The text processing API is very small and simple. Everything is a callable object,
and you will almost always apply the pipeline all at once.

Applying a pipeline
-------------------


.. py:method:: English.__call__(text, tag=True, parse=True, entity=True) --> Doc


text (unicode)
  The text to be processed.  No pre-processing needs to be applied, and any
  length of text can be submitted.  Usually you will submit a whole document.
  Text may be zero-length. An exception is raised if byte strings are supplied.

tag (bool)
  Whether to apply the part-of-speech tagger.

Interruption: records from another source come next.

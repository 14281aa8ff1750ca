//! Application error types

use thiserror::Error;

use crate::ports::ForestStoreError;

/// Application-level errors.
#[derive(Debug, Error)]
pub enum ApplicationError {
    /// The forest could not be loaded or saved.
    #[error("storage error: {0}")]
    Storage(#[from] ForestStoreError),

    /// Configuration could not be read.
    #[error("configuration error: {0}")]
    Config(String),
}

/// Result type alias for application operations.
pub type ApplicationResult<T> = Result<T, ApplicationError>;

Required for parsing and entity recognition.

parse (bool)
  Whether to apply the syntactic dependency parser.

entity (bool)
  Whether to apply the named entity recognizer.


**Examples**

    >>> from spacy.en import English
    >>> nlp = English()
    >>> doc = nlp(u'Some text.) # Applies tagger, parser, entity
    >>> doc = nlp(u'Some text.', parse=False) # Applies tagger and entity, not parser
    >>> doc = nlp(u'Some text.', entity=False) # Applies tagger and parser, not entity
    >>> doc = nlp(u'Some text.', tag=False) # Does not apply tagger, entity or parser
    >>> doc = nlp(u'') # Zero-length tokens, not an error
    >>> doc = nlp(b'Some text') # Error: need unicode
    Traceback (most recent call last):
      File "<stdin>", line 1, in <module>
      File "spacy/en/__init__.py", line 128, in __call__
      tokens = self.tokenizer(text)
    TypeError: Argument 'string' has incorrect type (expected unicode, got str)
    >>> doc = nlp(b'Some text'.decode('utf8')) # Encode to unicode first.
    >>>


Tokenizer
---------


.. autoclass:: spacy.tokenizer.Tokenizer
  :members:


Tagger
------

.. autoclass:: spacy.en.pos.EnPosTagger
  :members:

Parser and Entity Recognizer
----------------------------

.. autoclass:: spacy.syntax.parser.Parser
  :members: